- _YOUR TASK_
Please copy out every line of the data word for word.

[Collected data]
::::
//! Metatune - Search and lookup client for the Spotify metadata web service
//!
//! This library searches for and looks up tracks, artists and albums, decodes
//! the service's XML into typed entities and can encode them back. Responses
//! are cached on disk and revalidated once they expire.

/// Client modules for the metadata service, the response cache and play buttons
pub mod clients;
::::
- _RESULT_
//! Metatune - Search and lookup client for the Spotify metadata web service
//!
//! This library searches for and looks up tracks, artists and albums, decodes
//! the service's XML into typed entities and can encode them back. Responses
//! are cached on disk and revalidated once they expire.

/// Client modules for the metadata service, the response cache and play buttons
pub mod clients;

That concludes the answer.